Do you find yourself tiptoeing around your right to speak freely due to the sensitive political climate in our country, or do you speak your mind no matter what popular opinion is?

Thursday, April 19, 2012

Jonah Lehrer's "The Truth Wears Off"



"Just because an idea is true doesn't mean it can be proved. And just because an idea can be proved doesn't mean it's true. When the experiments are done, we still have to choose what to believe."

Lehrer ends his article in The New Yorker with these words and I couldn't agree with him more. Especially in the age of technology that we are in now. Every day a new product or website is competing for an audience and consumers. They'll tell us anything we want to hear for our money and attention. It's up to me to decide what I want to purchase or spend my time on. First I have to make sure what I'm committing to can withstand the "decline effect," the phenomenon where scientific results diminish over time. In the case of consumerism, I may feel good about buying something that is all the rage right now, but do I really want to keep it after the hype dies down?

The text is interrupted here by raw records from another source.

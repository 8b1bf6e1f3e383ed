pub mod http_client;
pub mod identity;
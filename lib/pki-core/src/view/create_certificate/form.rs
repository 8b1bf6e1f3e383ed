use std::path::Path;

use shared_types::SerialNumber;
use time::Date;

use crate::model::certificate::{CertificateType, CreateCertificateRequest, Subject};
use crate::model::extension::{Extension, ExtensionKind};

#[derive(Clone, Copy, Debug, Default, Eq, PartialEq)]
pub enum CreationMode {
    /// Subject fields and extensions entered by hand, key pair generated by the backend
    #[default]
    Guided,
    /// Certificate signing request supplied as PEM
    Csr,
}

#[derive(Clone, Debug, Default, Eq, PartialEq)]
pub struct SubjectForm {
    pub common_name: String,
    pub organization: String,
    pub organizational_unit: String,
    pub country: String,
    pub state: String,
    pub locality: String,
    pub email: String,
}

#[derive(Clone, Debug, Default, PartialEq)]
pub struct CertificateForm {
    pub mode: CreationMode,
    /// Issuer label (`CN-O`) or serial number; empty for a self-signed root
    pub issuer_alias: String,
    pub subject: SubjectForm,
    pub extensions: Vec<Extension>,
    pub issued: Option<Date>,
    pub expires: Option<Date>,
    pub certificate_type: CertificateType,
    pub csr_pem: Option<String>,
}

impl CertificateForm {
    pub fn add_extension(&mut self, extension: Extension) {
        self.extensions.push(extension);
    }

    pub fn add_common_extension(&mut self, kind: ExtensionKind) {
        self.add_extension(kind.to_extension(false, None));
    }

    pub fn remove_extension(&mut self, index: usize) -> Option<Extension> {
        (index < self.extensions.len()).then(|| self.extensions.remove(index))
    }

    /// Reads a PEM encoded CSR and switches the form to CSR mode
    pub fn load_csr_file(&mut self, path: impl AsRef<Path>) -> std::io::Result<()> {
        let csr_pem = std::fs::read_to_string(path.as_ref())?;
        tracing::debug!(path = %path.as_ref().display(), "CSR loaded");

        self.csr_pem = Some(csr_pem);
        self.mode = CreationMode::Csr;
        Ok(())
    }

    /// Payload for `POST /certificates`; the issued date defaults to `today`
    pub(super) fn to_request(
        &self,
        issuer_serial_number: Option<SerialNumber>,
        expires: Date,
        today: Date,
    ) -> CreateCertificateRequest {
        let subject = match self.mode {
            CreationMode::Guided => Some(self.subject.to_subject()),
            CreationMode::Csr => None,
        };
        let csr_pem = match self.mode {
            CreationMode::Guided => None,
            CreationMode::Csr => self.csr_pem.clone(),
        };

        CreateCertificateRequest {
            issuer_serial_number,
            subject,
            extensions: self
                .extensions
                .iter()
                .map(|extension| Extension {
                    oid: extension.oid.trim().to_string(),
                    name: extension.name.clone().filter(|name| !name.is_empty()),
                    is_critical: extension.is_critical,
                    value: extension.value.trim().to_string(),
                })
                .collect(),
            issued: Some(self.issued.unwrap_or(today)),
            expires,
            certificate_type: self.certificate_type,
            csr_pem,
        }
    }
}

impl SubjectForm {
    fn to_subject(&self) -> Subject {
        Subject {
            common_name: self.common_name.trim().to_string(),
            organization: self.organization.trim().to_string(),
            organizational_unit: non_empty(&self.organizational_unit),
            country: non_empty(&self.country),
            state: non_empty(&self.state),
            locality: non_empty(&self.locality),
            email: non_empty(&self.email),
        }
    }
}

fn non_empty(value: &str) -> Option<String> {
    let value = value.trim();
    (!value.is_empty()).then(|| value.to_string())
}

For instance, will I be interested in reading this book I bought last week, next year? or even five years from now? If not, is it worth the price? Maybe I should view it as the temporary entertainment that it is. That's the whole point---it is what I think it is. Like what I think of the Kardashians. A lot of people hate them because of their overexposure. I don't. I know how the media works, and I'm not buying any of the stories about them because the media uses them for money just as much as the Kardashians make money from the media. So their presence on all the tabloids tells me they're profitable for that industry.

I'd love to believe I can read a bias-free publication, but it seems that is impossible when we think in terms of postmodernism. Everything has been constructed and we can't even process where it all started. So for me to somehow believe I can get information that doesn't have some kind of agenda, I'm wrong. Because even if the work is objective, that could be precisely what the goal of the writing is, to present objective material, and therefore there is a bias against subjectivity. Things can get complicated if we really have to think about what the purpose of information we're reading is.

So the question is what do you choose to believe in? What you see, what you feel, what you were taught, or what you think you know?